Однако всё с 1956 года указывает на то, что мы переходим на новую стадию борьбы и что натиск революционных сил, на всех фронтах наталкиваясь на безнадежные препятствия, меняет условия предшествующего периода. В то же время в странах антикапиталистического лагеря соцреализм начинает сдавать позиции вместе с породившей его сталинской реакцией. Культура Саган-Друэ обозначила последнюю – возможно, непреодолимую – ступень буржуазного упадка. Наконец-то на Западе намечается относительное понимание того, что уловки, которыми культура пользовалась после Второй мировой войны, исчерпали себя. Поэтому авангардистское меньшинство может вновь приобрести позитивное значение.
За спадом мирового революционного движения, который начался вскоре после 1920 года и углублялся вплоть до конца 1940-х, последовал – с отставанием в пять-шесть лет – аналогичный спад активности художественных направлений, пытавшихся утвердить освободительные новшества в культуре и повседневной жизни. Их идеологическое и материальное значение неуклонно уменьшалось, пока они не дошли до полной изоляции от общества. Деятельность этих направлений, которая в более благоприятных условиях могла бы повлечь за собой внезапное обновление аффективного климата, ослабла настолько, что консервативные силы сумели перекрыть ей всякий доступ к неравной игре официальной культуры. Окончательно лишившись участия в производстве новых ценностей, авангардисты превратились в резервную армию интеллектуального труда, откуда буржуазия может рекрутировать индивидов, способных добавить к ее пропаганде налет оригинальности.
Находясь в столь жалком положении, экспериментальный авангард оказывается куда менее важен для общества, чем псевдомодернистские течения, которые не проявляют ни малейшей воли к переменам, а лишь обеспечивают всеми доступными средствами современную внешность принятой культуры. Однако все те, кто причастен к реальному производству современной культуры и чувствует свою заинтересованность в качестве ее производителей, тем большую оттого, что они сведены к позиции нигилистов, приходят к выводам, которые незнакомы модернистам-комедиантам агонизирующего общества. Убожество принятой культуры в сочетании с ее монополией на средства культурного производства обрекает на равное убожество теории и практики авангарда. Но не иначе как в авангарде незримо зреет новая, революционная концепция культуры. Эта новая концепция утвердится тогда, когда господствующая культура и зачатки культуры оппозиционной достигнут максимальной оторванности друг от друга и максимального бессилия.
Таким образом, история современной культуры в период революционного спада – это история теоретического и практического ослабления движения, добивающегося перемен, вплоть до его раздробления на миноритарные тенденции и безусловной победы распада.
В период между 1930 годом и началом Второй мировой войны неуклонный упадок сюрреализма в качестве революционной силы сопровождался расширением его влияния, которое он уже не мог контролировать.

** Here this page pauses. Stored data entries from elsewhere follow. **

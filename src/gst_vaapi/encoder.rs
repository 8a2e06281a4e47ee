// Copyright 2026 The ChromiumOS Authors
// Use of this source code is governed by a BSD-style license that can be
// found in the LICENSE file.

//! Encode/decode round trip shared by every gst-vaapi encoder test.

use std::fmt;
use std::fs;
use std::path::Path;

use crate::baseline::Metrics;
use crate::caps::Requirement;
use crate::command::Invocation;
use crate::command::Pipeline;
use crate::context::Context;
use crate::error::FitsError;
use crate::error::Result;
use crate::exec::call;
use crate::format::PixelFormat;
use crate::metrics::bitrate_kbps;
use crate::metrics::calculate_psnr;
use crate::metrics::reference_psnr;
use crate::metrics::CHANNELS;
use crate::spec::CaseSpec;

/// GStreamer elements and conventions of one codec.
#[derive(Debug)]
pub struct CodecDef {
    pub codec: &'static str,
    pub gstencoder: &'static str,
    /// Decode chain in gst-launch syntax.
    pub gstdecoder: &'static str,
    pub gstdecoder_element: &'static str,
    pub gstmediatype: &'static str,
    pub gstparser: &'static str,
    pub file_ext: &'static str,
    /// Spec profile name to caps profile name.
    pub profiles: &'static [(&'static str, &'static str)],
}

impl CodecDef {
    pub fn mapprofile(&self, profile: &str) -> Option<&'static str> {
        self.profiles
            .iter()
            .find(|(name, _)| *name == profile)
            .map(|(_, caps)| *caps)
    }

    pub fn requirements(&self, platforms: &'static [&'static str]) -> Vec<Requirement> {
        vec![
            Requirement::Gst,
            Requirement::GstElement(self.gstencoder),
            Requirement::GstElement(self.gstdecoder_element),
            Requirement::GstElement("matroskamux"),
            Requirement::Platform(platforms),
        ]
    }
}

#[derive(Clone, Copy, Debug, PartialEq, Eq)]
pub enum RateControl {
    Cqp,
    Cbr,
    Vbr,
}

impl fmt::Display for RateControl {
    fn fmt(&self, f: &mut fmt::Formatter) -> fmt::Result {
        f.write_str(match self {
            RateControl::Cqp => "cqp",
            RateControl::Cbr => "cbr",
            RateControl::Vbr => "vbr",
        })
    }
}

/// One encoder test instance. Unset options are left to the encoder's
/// defaults.
#[derive(Clone, Debug)]
pub struct EncoderTest {
    pub codec: &'static CodecDef,
    pub case: String,
    pub spec: CaseSpec,
    pub rcmode: RateControl,
    pub profile: String,
    pub gop: Option<u32>,
    pub slices: Option<u32>,
    pub bframes: Option<u32>,
    pub qp: Option<u32>,
    pub quality: Option<u32>,
    /// Target bitrate in kbps.
    pub bitrate: Option<u32>,
    pub minrate: Option<u32>,
    pub maxrate: Option<u32>,
    pub fps: Option<u32>,
    pub refs: Option<u32>,
    pub lowpower: bool,
}

impl EncoderTest {
    pub fn new(
        codec: &'static CodecDef,
        case: &str,
        spec: &CaseSpec,
        rcmode: RateControl,
        profile: &str,
    ) -> Self {
        Self {
            codec,
            case: case.to_string(),
            spec: spec.clone(),
            rcmode,
            profile: profile.to_string(),
            gop: None,
            slices: None,
            bframes: None,
            qp: None,
            quality: None,
            bitrate: None,
            minrate: None,
            maxrate: None,
            fps: spec.fps,
            refs: None,
            lowpower: false,
        }
    }

    /// Artifact base name; distinct for every parameter combination of a
    /// rate-control mode.
    pub fn gen_name(&self) -> String {
        let mut name = format!("{}-{}-{}", self.case, self.rcmode, self.profile);
        let fields = [
            ("g", self.gop),
            ("s", self.slices),
            ("b", self.bframes),
            ("qp", self.qp),
            ("q", self.quality),
            ("min", self.minrate),
            ("max", self.maxrate),
            ("fps", self.fps),
            ("r", self.refs),
        ];
        for (prefix, value) in fields {
            if let Some(value) = value {
                name.push_str(&format!("-{}{}", prefix, value));
            }
        }
        if self.lowpower {
            name.push_str("-lp");
        }
        name
    }

    fn encoder_props(&self) -> Vec<String> {
        let mut props = vec![format!("rate-control={}", self.rcmode)];
        let mut push = |prop: &str, value: Option<u32>| {
            if let Some(value) = value {
                props.push(format!("{}={}", prop, value));
            }
        };
        push("keyframe-period", self.gop);
        push("num-slices", self.slices);
        push("max-bframes", self.bframes);
        push("init-qp", self.qp);
        push("quality-level", self.quality);
        // gst-vaapi derives the lower bound itself, so only the ceiling is set.
        push("bitrate", self.maxrate);
        push("refs", self.refs);
        if self.lowpower {
            props.push("tune=low-power".to_string());
        }
        props
    }

    pub fn encode_command(
        &self,
        gst_launch: &str,
        format: PixelFormat,
        mformat: &str,
        mprofile: &str,
        encoded: &Path,
    ) -> Invocation {
        let (width, height) = (self.spec.width, self.spec.height);
        let frame_size = format.frame_size(width as usize, height as usize);
        let mut parse_props = vec![
            format!("format={}", mformat),
            format!("width={}", width),
            format!("height={}", height),
        ];
        if let Some(fps) = self.fps {
            parse_props.push(format!("framerate={}/1", fps));
        }

        let pipeline = Pipeline::new()
            .element(
                "filesrc",
                [
                    format!("location={}", self.spec.source.display()),
                    format!("num-buffers={}", self.spec.frames),
                    format!("blocksize={}", frame_size),
                ],
            )
            .element("rawvideoparse", parse_props)
            .element("videoconvert", Vec::<String>::new())
            .element("video/x-raw,format=NV12", Vec::<String>::new())
            .element(self.codec.gstencoder, self.encoder_props())
            .element(
                &format!("{},profile={}", self.codec.gstmediatype, mprofile),
                Vec::<String>::new(),
            )
            .element(self.codec.gstparser, Vec::<String>::new())
            .element("filesink", [format!("location={}", encoded.display())]);
        Invocation::new(gst_launch).arg("-vf").args(pipeline.into_args())
    }

    pub fn decode_command(&self, gst_launch: &str, mformat: &str, encoded: &Path, decoded: &Path) -> Invocation {
        let pipeline = Pipeline::new()
            .element("filesrc", [format!("location={}", encoded.display())])
            .chain(self.codec.gstdecoder)
            .element("videoconvert", Vec::<String>::new())
            .element(&format!("video/x-raw,format={}", mformat), Vec::<String>::new())
            .element("filesink", [format!("location={}", decoded.display())]);
        Invocation::new(gst_launch).arg("-vf").args(pipeline.into_args())
    }

    pub fn remux_command(&self, gst_launch: &str, encoded: &Path, remuxed: &Path) -> Invocation {
        let pipeline = Pipeline::new()
            .element("filesrc", [format!("location={}", encoded.display())])
            .element(self.codec.gstparser, Vec::<String>::new())
            .element("matroskamux", Vec::<String>::new())
            .element("filesink", [format!("location={}", remuxed.display())]);
        Invocation::new(gst_launch).arg("-vf").args(pipeline.into_args())
    }

    /// Encodes the source, then decodes and remuxes the result and checks
    /// bitrate and fidelity.
    pub fn encode(&self, ctx: &mut impl Context) -> Result<()> {
        let format = PixelFormat::from_name(&self.spec.format);
        let mformat = format.and_then(PixelFormat::gst_format);
        let (format, mformat) = match (format, mformat) {
            (Some(format), Some(mformat)) => (format, mformat),
            _ => {
                return Err(FitsError::skip(format!(
                    "{} format not supported",
                    self.spec.format
                )))
            }
        };
        let mprofile = self.codec.mapprofile(&self.profile).ok_or_else(|| {
            FitsError::skip(format!("{} profile is not supported", self.profile))
        })?;

        let name = self.gen_name();
        log::info!("Encoding {} as {}", name, self.codec.codec);
        ctx.media().set_test_detail("codec", self.codec.codec);
        let gst_launch = ctx.media().config.tools.gst_launch.clone();
        let encoded = ctx
            .media()
            .test_artifact(&format!("{}.{}", name, self.codec.file_ext))?;
        let decoded = ctx.media().test_artifact(&format!("{}.yuv", name))?;
        let remuxed = ctx.media().test_artifact(&format!("{}.mkv", name))?;

        call(ctx, &self.encode_command(&gst_launch, format, mformat, mprofile, &encoded))?;
        call(ctx, &self.decode_command(&gst_launch, mformat, &encoded, &decoded))?;
        call(ctx, &self.remux_command(&gst_launch, &encoded, &remuxed))?;

        self.check_bitrate(ctx, &encoded)?;
        self.check_metrics(ctx, format, &decoded)
    }

    fn check_bitrate(&self, ctx: &mut impl Context, encoded: &Path) -> Result<()> {
        let size = fs::metadata(encoded)
            .map_err(|e| FitsError::Io(format!("Failed to stat {:?}: {}", encoded, e)))?
            .len();
        ctx.media().set_test_detail("size_encoded", size);

        let Some(fps) = self.fps else {
            return Ok(());
        };
        let actual = bitrate_kbps(size, fps, self.spec.frames);
        ctx.media()
            .set_test_detail("bitrate_actual", format!("{:.2}", actual));

        let (min, max) = match (self.rcmode, self.bitrate, self.minrate, self.maxrate) {
            (RateControl::Cbr, Some(bitrate), _, _) => {
                let gap = (actual - bitrate as f64).abs() / bitrate as f64;
                ctx.media()
                    .set_test_detail("bitrate_gap", format!("{:.2}%", gap * 100.0));
                (bitrate as f64 * 0.90, bitrate as f64 * 1.10)
            }
            // Accept 25% under the floor and 10% over the ceiling.
            (RateControl::Vbr, _, Some(minrate), Some(maxrate)) => {
                (minrate as f64 * 0.75, maxrate as f64 * 1.10)
            }
            _ => return Ok(()),
        };
        if actual < min || actual > max {
            return Err(FitsError::BitrateOutOfRange { actual, min, max });
        }
        Ok(())
    }

    fn check_metrics(&self, ctx: &mut impl Context, format: PixelFormat, decoded: &Path) -> Result<()> {
        let psnr = calculate_psnr(
            &self.spec.source,
            decoded,
            self.spec.width,
            self.spec.height,
            self.spec.frames,
            format,
        )?;
        ctx.media().set_test_detail("psnr", psnr.to_value());

        let tolerance = ctx.media().config.psnr_tolerance;
        let mut metrics = Metrics::new();
        metrics.insert("psnr".to_string(), psnr.to_value());
        ctx.media()
            .check_result(&self.spec.refctx, metrics, |name, reference, actual| {
                let reference = reference_psnr(name, reference)?;
                let actual = reference_psnr(name, Some(actual))?;
                // Only a drop in quality is a regression.
                for channel in 0..3 {
                    let (r, a) = (reference.avg[channel], actual.avg[channel]);
                    if a <= r - tolerance {
                        return Err(FitsError::OutOfTolerance {
                            channel: CHANNELS[channel],
                            reference: r,
                            actual: a,
                            tolerance,
                        });
                    }
                }
                Ok(())
            })
    }
}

После войны сюрреализм быстро погиб под действием двух факторов, сковавших его развитие уже к 1930 году: одним из этих факторов явилось отсутствие возможностей для теоретического обновления, а другим – остановка революции, выразившаяся в политической и культурной реакции внутри рабочего движения. Прямым следствием второго фактора стало, в частности, исчезновение сюрреалистской группы в Румынии. А первый фактор обрек на быстрый развал сюрреалистское революционное движение во Франции и Бельгии. Только в Бельгии фракция, вышедшая из сюрреализма, удержалась на экспериментальном поле; все прочие разрозненные сюрреалистские течения примкнули к лагерю мистического идеализма.
Между 1949 и 1951 годами сюрреалисты Дании, Голландии и Бельгии объединились в революционное течение «Интернационал художников-экспериментаторов» и начали выпускать журнал «Кобра» (акроним из первых букв названий городов: Копенгаген, Брюссель, Амстердам). Это течение проникло и в Германию. Его достоинство состоит в понимании того, что сложность и размах существующих проблем требует жесткой организации. Однако недостаток идеологической строгости, преимущественное внимание к пластическому искусству, а, главное, отсутствие общей теории, описывающей условия и перспективы практики, привели эту группу к распаду.